**Your objective**:
Could you please return each line of the data that has the word "second"?

Data items
---
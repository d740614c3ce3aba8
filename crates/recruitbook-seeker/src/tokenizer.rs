//! Splitting of raw command arguments into per-marker values.
//!
//! A marker is recognized only at the start of the input or right after a
//! whitespace character, so `et/Full` is never read as a `t/` marker.

use std::collections::HashMap;

use tracing::debug;

use crate::field::FieldKind;

/// Values collected for each marker in one command string.
///
/// The same marker may appear several times; its values are kept in the
/// order they were typed. The map is immutable once built.
#[derive(Debug, Clone, Default, PartialEq, Eq)]
pub struct ArgumentMap {
    preamble: String,
    values: HashMap<FieldKind, Vec<String>>,
    order: Vec<FieldKind>,
}

impl ArgumentMap {
    /// Text before the first recognized marker, trimmed.
    pub fn preamble(&self) -> &str {
        &self.preamble
    }

    /// Returns `true` if the marker for `field` appeared at least once.
    pub fn contains(&self, field: FieldKind) -> bool {
        self.values.contains_key(&field)
    }

    /// All values given for `field`, in encounter order.
    ///
    /// A marker typed with nothing after it yields `[""]`; an absent marker
    /// yields an empty slice.
    pub fn all_values(&self, field: FieldKind) -> &[String] {
        self.values.get(&field).map(Vec::as_slice).unwrap_or(&[])
    }

    /// The last value given for `field`, or `None` if the marker is absent.
    pub fn value_of(&self, field: FieldKind) -> Option<&str> {
        self.values
            .get(&field)
            .and_then(|values| values.last())
            .map(String::as_str)
    }

    /// Fields whose markers appeared, in first-encounter order.
    pub fn fields(&self) -> &[FieldKind] {
        &self.order
    }

    /// Returns `true` if no marker was recognized.
    pub fn is_empty(&self) -> bool {
        self.order.is_empty()
    }

    fn push(&mut self, field: FieldKind, value: String) {
        if !self.values.contains_key(&field) {
            self.order.push(field);
        }
        self.values.entry(field).or_default().push(value);
    }
}

struct MarkerPosition {
    field: FieldKind,
    start: usize,
    value_start: usize,
}

/// Splits `raw` at every occurrence of the markers of `fields`.
///
/// # Example
///
/// ```
/// use recruitbook_seeker::{tokenize, FieldKind};
///
/// let map = tokenize("n/Alice Bob t/friends n/Carol", &FieldKind::ALL);
/// assert_eq!(map.all_values(FieldKind::Name), ["Alice Bob", "Carol"]);
/// assert_eq!(map.value_of(FieldKind::Tag), Some("friends"));
/// assert_eq!(map.value_of(FieldKind::Email), None);
/// ```
pub fn tokenize(raw: &str, fields: &[FieldKind]) -> ArgumentMap {
    let mut positions = find_marker_positions(raw, fields);
    positions.sort_by_key(|position| position.start);
    // A field listed twice yields the same marker twice.
    positions.dedup_by_key(|position| position.start);

    let mut map = ArgumentMap {
        preamble: raw[..positions.first().map_or(raw.len(), |p| p.start)]
            .trim()
            .to_string(),
        ..ArgumentMap::default()
    };

    for (i, position) in positions.iter().enumerate() {
        let end = positions.get(i + 1).map_or(raw.len(), |next| next.start);
        map.push(position.field, raw[position.value_start..end].trim().to_string());
    }

    debug!(
        markers = map.order.len(),
        preamble_len = map.preamble.len(),
        "tokenized find arguments"
    );
    map
}

fn find_marker_positions(raw: &str, fields: &[FieldKind]) -> Vec<MarkerPosition> {
    let mut positions = Vec::new();
    for &field in fields {
        let marker = field.marker();
        for (start, _) in raw.match_indices(marker) {
            if starts_token(raw, start) {
                positions.push(MarkerPosition {
                    field,
                    start,
                    value_start: start + marker.len(),
                });
            }
        }
    }
    positions
}

fn starts_token(raw: &str, index: usize) -> bool {
    raw[..index]
        .chars()
        .next_back()
        .map_or(true, char::is_whitespace)
}

#[cfg(test)]
mod tests {
    use super::*;

    #[test]
    fn empty_input() {
        let map = tokenize("", &FieldKind::ALL);
        assert!(map.is_empty());
        assert_eq!(map.preamble(), "");
    }

    #[test]
    fn preamble_only() {
        let map = tokenize("  some random text ", &FieldKind::ALL);
        assert!(map.is_empty());
        assert_eq!(map.preamble(), "some random text");
    }

    #[test]
    fn preamble_before_marker() {
        let map = tokenize("junk n/Alice", &FieldKind::ALL);
        assert_eq!(map.preamble(), "junk");
        assert_eq!(map.value_of(FieldKind::Name), Some("Alice"));
    }

    #[test]
    fn values_are_trimmed_but_keep_inner_whitespace() {
        let map = tokenize("n/\n Alice \n \t Bob  \t", &FieldKind::ALL);
        assert_eq!(map.value_of(FieldKind::Name), Some("Alice \n \t Bob"));
    }

    #[test]
    fn blank_marker_is_present() {
        let map = tokenize(" n/   e/", &FieldKind::ALL);
        assert!(map.contains(FieldKind::Name));
        assert!(map.contains(FieldKind::Email));
        assert_eq!(map.value_of(FieldKind::Name), Some(""));
        assert_eq!(map.value_of(FieldKind::Email), Some(""));
        assert!(!map.contains(FieldKind::Phone));
    }

    #[test]
    fn repeated_markers_keep_order() {
        let map = tokenize("t/first n/Alice t/second", &FieldKind::ALL);
        assert_eq!(map.all_values(FieldKind::Tag), ["first", "second"]);
        assert_eq!(map.value_of(FieldKind::Tag), Some("second"));
        assert_eq!(map.fields(), [FieldKind::Tag, FieldKind::Name]);
    }

    #[test]
    fn marker_must_start_a_token() {
        let map = tokenize("et/Full time", &FieldKind::ALL);
        assert_eq!(map.value_of(FieldKind::EmploymentType), Some("Full time"));
        assert!(!map.contains(FieldKind::Tag));

        let map = tokenize("n/ann/bob", &FieldKind::ALL);
        assert_eq!(map.value_of(FieldKind::Name), Some("ann/bob"));
    }

    #[test]
    fn only_requested_markers_are_recognized() {
        let map = tokenize("n/Alice p/123", &[FieldKind::Name]);
        assert_eq!(map.value_of(FieldKind::Name), Some("Alice p/123"));
        assert!(!map.contains(FieldKind::Phone));
    }

    #[test]
    fn duplicate_fields_scan_once() {
        let map = tokenize("n/Alice", &[FieldKind::Name, FieldKind::Name]);
        assert_eq!(map.all_values(FieldKind::Name), ["Alice"]);
        assert_eq!(map.fields(), [FieldKind::Name]);
    }

    #[test]
    fn unicode_before_marker() {
        let map = tokenize("é n/Zoë", &FieldKind::ALL);
        assert_eq!(map.preamble(), "é");
        assert_eq!(map.value_of(FieldKind::Name), Some("Zoë"));
    }
}
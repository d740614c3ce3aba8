//! Per-field keyword validation.

use once_cell::sync::Lazy;
use regex::Regex;

use crate::error::{QueryError, Result};
use crate::field::FieldKind;

static NAME_RE: Lazy<Regex> = Lazy::new(|| compile(r"^[[:alnum:]][[:alnum:] ]*$"));

static TAG_RE: Lazy<Regex> = Lazy::new(|| compile(r"^[[:alnum:]]+$"));

static PHONE_RE: Lazy<Regex> = Lazy::new(|| compile(r"^[0-9]{3,}$"));

static UNSIGNED_RE: Lazy<Regex> = Lazy::new(|| compile(r"^[0-9]+$"));

// local@label.label.last, where the last label is at least two characters.
static EMAIL_RE: Lazy<Regex> = Lazy::new(|| {
    compile(concat!(
        r"^[[:alnum:]]+(?:[+_.\-][[:alnum:]]+)*",
        r"@(?:[[:alnum:]]+(?:-[[:alnum:]]+)*\.)*",
        r"[[:alnum:]]{2,}(?:-[[:alnum:]]+)*$",
    ))
});

// Patterns are literals covered by the tests below.
fn compile(pattern: &str) -> Regex {
    Regex::new(pattern).expect("built-in validation pattern is valid")
}

/// Checks a single keyword against the rule of its field.
///
/// # Example
///
/// ```
/// use recruitbook_seeker::{validate, FieldKind};
///
/// assert!(validate(FieldKind::Phone, "9435").is_ok());
/// assert!(validate(FieldKind::Phone, "abc").is_err());
/// ```
pub fn validate(field: FieldKind, token: &str) -> Result<()> {
    if is_valid(field, token) {
        Ok(())
    } else {
        Err(QueryError::invalid_field(field, token))
    }
}

/// Returns `true` if `token` is a well-formed keyword for `field`.
pub fn is_valid(field: FieldKind, token: &str) -> bool {
    match field {
        FieldKind::Name | FieldKind::Role => NAME_RE.is_match(token),
        FieldKind::Tag => TAG_RE.is_match(token),
        FieldKind::Phone => PHONE_RE.is_match(token),
        FieldKind::Email => EMAIL_RE.is_match(token),
        FieldKind::ExpectedSalary | FieldKind::Experience => {
            UNSIGNED_RE.is_match(token) && token.parse::<u64>().is_ok()
        }
        FieldKind::EmploymentType | FieldKind::LevelOfEducation => !token.trim().is_empty(),
    }
}
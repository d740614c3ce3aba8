//! Candidate records loaded from disk.

use std::fs;
use std::path::Path;

use anyhow::{Context, Result};
use recruitbook_seeker::{Person, Query};
use tracing::debug;

/// An in-memory list of candidates, in the order they were stored.
#[derive(Debug, Clone, Default)]
pub struct ContactBook {
    people: Vec<Person>,
}

/// A search hit: the candidate and its 1-based position in the book.
#[derive(Debug, Clone, Copy, PartialEq, Eq)]
pub struct Listed<'a> {
    pub index: usize,
    pub person: &'a Person,
}

impl ContactBook {
    /// Reads a JSON array of candidates.
    pub fn load(path: &Path) -> Result<Self> {
        let text = fs::read_to_string(path)
            .with_context(|| format!("failed to read contacts from {}", path.display()))?;
        let people: Vec<Person> = serde_json::from_str(&text)
            .with_context(|| format!("{} is not a valid contact list", path.display()))?;
        debug!(path = %path.display(), count = people.len(), "loaded contacts");
        Ok(Self { people })
    }

    pub fn len(&self) -> usize {
        self.people.len()
    }

    /// Candidates matching `query`, numbered by their position in the book.
    pub fn find(&self, query: &Query) -> Vec<Listed<'_>> {
        self.people
            .iter()
            .enumerate()
            .filter(|(_, person)| query.matches(*person))
            .map(|(i, person)| Listed {
                index: i + 1,
                person,
            })
            .collect()
    }
}

#[cfg(test)]
mod tests {
    use std::io::Write;

    use recruitbook_seeker::parse_find_arguments;

    use super::*;

    fn book() -> ContactBook {
        ContactBook {
            people: vec![
                Person::builder().name("Alice Pauline").tags(["friends"]).build(),
                Person::builder().name("Benson Meier").build(),
                Person::builder().name("Carl Kurz").tags(["friends"]).build(),
            ],
        }
    }

    #[test]
    fn find_keeps_book_positions() {
        let book = book();
        let query = parse_find_arguments("t/friends").unwrap();

        let hits = book.find(&query);
        let indices: Vec<usize> = hits.iter().map(|hit| hit.index).collect();
        assert_eq!(indices, [1, 3]);
        assert_eq!(hits[1].person.name, "Carl Kurz");
    }

    #[test]
    fn empty_query_lists_everyone() {
        let book = book();
        let query = parse_find_arguments("n/").unwrap();
        assert_eq!(book.find(&query).len(), book.len());
    }

    #[test]
    fn load_from_json() {
        let mut file = tempfile::NamedTempFile::new().unwrap();
        write!(
            file,
            r#"[{{"name": "Alice", "expectedSalary": 4000}}, {{"name": "Bob"}}]"#
        )
        .unwrap();

        let book = ContactBook::load(file.path()).unwrap();
        assert_eq!(book.len(), 2);
    }

    #[test]
    fn load_reports_bad_json() {
        let mut file = tempfile::NamedTempFile::new().unwrap();
        write!(file, "not json").unwrap();

        let err = ContactBook::load(file.path()).unwrap_err();
        assert!(err.to_string().contains("is not a valid contact list"));
    }

    #[test]
    fn load_reports_missing_file() {
        let dir = tempfile::tempdir().unwrap();
        let err = ContactBook::load(&dir.path().join("missing.json")).unwrap_err();
        assert!(err.to_string().starts_with("failed to read contacts"));
    }
}
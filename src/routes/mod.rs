//! Route modules for the Flashcard Server

pub mod cards;
pub mod chat;
pub mod health;

use axum::Router;

use crate::state::AppState;

/// Assemble the full application router.
pub fn router() -> Router<AppState> {
    Router::new()
        .merge(health::router())
        .nest("/api/cards", cards::router())
        .nest("/api/chat", chat::router())
}
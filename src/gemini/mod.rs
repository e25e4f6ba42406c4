//! Generation backend boundary
//!
//! Everything that talks to the Gemini API lives here: the wire client, the
//! backend trait the rest of the crate programs against, and the
//! conversation history type for multi-turn chat.

mod client;
mod conversation;

pub use client::{BackendError, GeminiClient, GenerationBackend};
pub use conversation::{Conversation, Message, Role};

#[cfg(test)]
pub use client::MockBackend;
//! Card creation orchestration
//!
//! Composes OCR, sentence extraction and card generation to turn a batch of
//! words plus a context source into cards. Failures are isolated per item:
//! one bad pair never aborts the batch.

use std::sync::Arc;

use futures::future::join_all;

use super::generator::CardGenerator;
use super::types::{Card, CardError, MAX_IMAGE_BYTES, MAX_TEXT_CHARS};
use crate::extract::{find_sentences, TextExtractor};

pub struct CardService {
    generator: CardGenerator,
    extractor: Arc<dyn TextExtractor>,
}

impl CardService {
    pub fn new(generator: CardGenerator, extractor: Arc<dyn TextExtractor>) -> Self {
        Self {
            generator,
            extractor,
        }
    }

    /// Create cards from a photographed page.
    ///
    /// The size bound is checked before any decoding work.
    pub async fn create_cards_from_image(
        &self,
        image: &[u8],
        words: &[String],
        n_language: &str,
        l_language: &str,
    ) -> Result<Vec<Card>, CardError> {
        if image.is_empty() {
            return Err(CardError::EmptyImage);
        }
        if image.len() > MAX_IMAGE_BYTES {
            return Err(CardError::ImageTooLarge {
                size: image.len(),
                max: MAX_IMAGE_BYTES,
            });
        }

        let decoded = image::load_from_memory(image).map_err(|e| {
            tracing::warn!(error = %e, "Rejected undecodable image");
            CardError::InvalidImage
        })?;

        let text = self
            .extractor
            .extract(&decoded)
            .await
            .map_err(|e| CardError::Extraction(e.to_string()))?;
        tracing::debug!(chars = text.len(), "Extracted text from image");

        Ok(self
            .generate_batch(&text, words, n_language, l_language)
            .await)
    }

    /// Create cards from typed text.
    pub async fn create_cards_from_text(
        &self,
        text: &str,
        words: &[String],
        n_language: &str,
        l_language: &str,
    ) -> Result<Vec<Card>, CardError> {
        if text.trim().is_empty() {
            return Err(CardError::EmptyText);
        }
        let len = text.chars().count();
        if len > MAX_TEXT_CHARS {
            return Err(CardError::TextTooLong {
                len,
                max: MAX_TEXT_CHARS,
            });
        }
        if words.is_empty() {
            return Err(CardError::NoWords);
        }

        Ok(self
            .generate_batch(text, words, n_language, l_language)
            .await)
    }

    /// Fan out generation for every (word, sentence) pair.
    ///
    /// Pairs are planned up front so results come back in word order, then
    /// sentence order, regardless of how the concurrent calls interleave.
    /// A word with no matching sentence still gets one context-less attempt.
    async fn generate_batch(
        &self,
        text: &str,
        words: &[String],
        n_language: &str,
        l_language: &str,
    ) -> Vec<Card> {
        let mut pairs: Vec<(&str, Option<String>)> = Vec::new();
        for word in words {
            match find_sentences(text, word) {
                Some(sentences) => {
                    pairs.extend(sentences.into_iter().map(|s| (word.as_str(), Some(s))))
                }
                None => pairs.push((word.as_str(), None)),
            }
        }

        tracing::debug!(
            words = words.len(),
            pairs = pairs.len(),
            "Planned card generation batch"
        );

        join_all(pairs.iter().map(|(word, sentence)| {
            self.generator
                .generate(word, n_language, l_language, sentence.as_deref())
        }))
        .await
    }
}
//! Sentence-feedback chat
//!
//! Short tutoring conversations about a learner's sentence, held in memory
//! per session and expired by a background reaper. Nothing survives a
//! process restart.

mod store;
mod types;

pub use store::SessionStore;
pub use types::{ChatError, REAP_INTERVAL, SESSION_NOT_FOUND_REPLY, SESSION_TIMEOUT};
---
**Solution**:
        let map = tokenize("t/first n/Alice t/second", &FieldKind::ALL);
        assert_eq!(map.all_values(FieldKind::Tag), ["first", "second"]);
        assert_eq!(map.value_of(FieldKind::Tag), Some("second"));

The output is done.